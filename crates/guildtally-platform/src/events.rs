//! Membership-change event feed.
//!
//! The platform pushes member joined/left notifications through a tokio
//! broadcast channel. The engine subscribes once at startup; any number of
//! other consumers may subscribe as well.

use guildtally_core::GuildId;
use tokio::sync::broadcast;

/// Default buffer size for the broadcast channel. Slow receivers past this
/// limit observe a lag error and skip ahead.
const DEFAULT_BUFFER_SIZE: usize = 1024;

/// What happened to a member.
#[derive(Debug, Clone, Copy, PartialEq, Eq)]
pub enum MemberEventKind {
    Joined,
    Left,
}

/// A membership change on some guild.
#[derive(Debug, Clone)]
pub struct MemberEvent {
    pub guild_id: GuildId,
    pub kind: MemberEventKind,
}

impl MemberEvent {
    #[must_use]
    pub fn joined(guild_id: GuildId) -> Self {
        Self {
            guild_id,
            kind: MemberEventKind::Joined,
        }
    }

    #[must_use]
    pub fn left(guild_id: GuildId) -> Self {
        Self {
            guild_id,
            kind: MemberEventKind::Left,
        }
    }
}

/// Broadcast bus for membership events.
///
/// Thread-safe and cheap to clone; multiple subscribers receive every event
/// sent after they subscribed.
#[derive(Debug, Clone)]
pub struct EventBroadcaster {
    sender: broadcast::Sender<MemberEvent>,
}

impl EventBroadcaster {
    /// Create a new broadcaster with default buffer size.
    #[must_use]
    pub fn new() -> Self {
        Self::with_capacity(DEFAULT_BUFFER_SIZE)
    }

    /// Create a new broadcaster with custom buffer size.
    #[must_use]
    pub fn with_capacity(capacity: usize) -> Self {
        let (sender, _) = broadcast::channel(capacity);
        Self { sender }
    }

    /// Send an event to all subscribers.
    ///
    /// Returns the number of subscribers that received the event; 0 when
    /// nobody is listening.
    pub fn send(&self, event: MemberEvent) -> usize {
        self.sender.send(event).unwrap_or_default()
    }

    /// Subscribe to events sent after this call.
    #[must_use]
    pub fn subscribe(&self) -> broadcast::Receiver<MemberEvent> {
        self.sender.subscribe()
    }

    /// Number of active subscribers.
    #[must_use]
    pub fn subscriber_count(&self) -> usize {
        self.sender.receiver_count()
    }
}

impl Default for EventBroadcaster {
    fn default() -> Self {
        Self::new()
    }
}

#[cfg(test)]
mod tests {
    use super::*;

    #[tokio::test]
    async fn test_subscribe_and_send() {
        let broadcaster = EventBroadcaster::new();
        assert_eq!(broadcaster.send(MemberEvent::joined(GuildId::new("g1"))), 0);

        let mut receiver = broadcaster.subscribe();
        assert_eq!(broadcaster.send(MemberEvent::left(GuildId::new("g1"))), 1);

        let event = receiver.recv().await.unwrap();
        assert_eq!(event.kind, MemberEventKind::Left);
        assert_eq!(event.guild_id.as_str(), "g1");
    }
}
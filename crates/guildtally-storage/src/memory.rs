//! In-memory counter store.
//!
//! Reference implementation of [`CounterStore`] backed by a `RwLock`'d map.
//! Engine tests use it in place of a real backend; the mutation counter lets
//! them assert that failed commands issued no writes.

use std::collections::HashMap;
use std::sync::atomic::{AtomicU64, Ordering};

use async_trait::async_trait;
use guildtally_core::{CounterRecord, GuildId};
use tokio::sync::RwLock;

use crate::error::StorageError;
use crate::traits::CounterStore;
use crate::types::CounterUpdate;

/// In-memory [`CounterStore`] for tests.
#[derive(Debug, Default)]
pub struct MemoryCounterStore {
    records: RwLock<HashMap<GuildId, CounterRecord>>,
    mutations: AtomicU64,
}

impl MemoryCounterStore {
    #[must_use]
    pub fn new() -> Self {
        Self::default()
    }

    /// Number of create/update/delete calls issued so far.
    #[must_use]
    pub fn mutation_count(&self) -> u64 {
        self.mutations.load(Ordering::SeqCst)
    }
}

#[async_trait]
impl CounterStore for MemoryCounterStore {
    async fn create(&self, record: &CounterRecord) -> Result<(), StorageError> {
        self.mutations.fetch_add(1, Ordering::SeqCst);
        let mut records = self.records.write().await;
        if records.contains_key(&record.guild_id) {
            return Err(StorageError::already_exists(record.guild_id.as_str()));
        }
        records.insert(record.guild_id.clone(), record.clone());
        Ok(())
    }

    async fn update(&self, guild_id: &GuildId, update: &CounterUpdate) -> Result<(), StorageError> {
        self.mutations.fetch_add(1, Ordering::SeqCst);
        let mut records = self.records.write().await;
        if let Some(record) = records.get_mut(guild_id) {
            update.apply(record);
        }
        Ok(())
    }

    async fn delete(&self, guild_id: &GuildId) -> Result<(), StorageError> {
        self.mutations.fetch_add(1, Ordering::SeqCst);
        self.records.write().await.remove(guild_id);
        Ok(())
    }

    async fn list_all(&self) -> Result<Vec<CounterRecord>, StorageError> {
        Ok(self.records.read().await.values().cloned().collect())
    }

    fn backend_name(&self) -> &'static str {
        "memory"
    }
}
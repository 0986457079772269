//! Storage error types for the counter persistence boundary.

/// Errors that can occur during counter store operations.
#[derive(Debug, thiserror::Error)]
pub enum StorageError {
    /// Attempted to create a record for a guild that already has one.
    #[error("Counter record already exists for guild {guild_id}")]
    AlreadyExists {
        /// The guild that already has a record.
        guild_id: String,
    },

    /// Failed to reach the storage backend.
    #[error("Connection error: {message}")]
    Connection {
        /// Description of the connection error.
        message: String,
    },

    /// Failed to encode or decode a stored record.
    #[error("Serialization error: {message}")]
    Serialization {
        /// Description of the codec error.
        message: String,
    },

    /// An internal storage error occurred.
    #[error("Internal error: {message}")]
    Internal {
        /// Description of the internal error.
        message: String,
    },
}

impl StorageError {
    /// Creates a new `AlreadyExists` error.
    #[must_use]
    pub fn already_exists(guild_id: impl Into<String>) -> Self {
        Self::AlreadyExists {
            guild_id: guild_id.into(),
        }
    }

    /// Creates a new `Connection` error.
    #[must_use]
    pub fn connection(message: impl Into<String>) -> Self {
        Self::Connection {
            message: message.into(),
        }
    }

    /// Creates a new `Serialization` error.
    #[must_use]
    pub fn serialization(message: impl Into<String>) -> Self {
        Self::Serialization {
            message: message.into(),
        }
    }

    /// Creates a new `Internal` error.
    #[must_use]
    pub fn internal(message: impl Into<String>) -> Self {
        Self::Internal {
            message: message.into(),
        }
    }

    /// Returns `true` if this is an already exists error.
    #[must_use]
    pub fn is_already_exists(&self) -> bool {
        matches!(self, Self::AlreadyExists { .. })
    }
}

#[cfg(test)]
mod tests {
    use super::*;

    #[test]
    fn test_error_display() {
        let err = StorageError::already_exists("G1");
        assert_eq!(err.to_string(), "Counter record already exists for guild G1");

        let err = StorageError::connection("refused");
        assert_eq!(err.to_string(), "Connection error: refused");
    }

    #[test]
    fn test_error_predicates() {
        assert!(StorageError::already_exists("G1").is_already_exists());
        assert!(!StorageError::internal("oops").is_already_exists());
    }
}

TASK REQUIREMENTS — Of the lines in the listing above, count those containing the word "filename", and state the count alone.

THE ANSWER — 2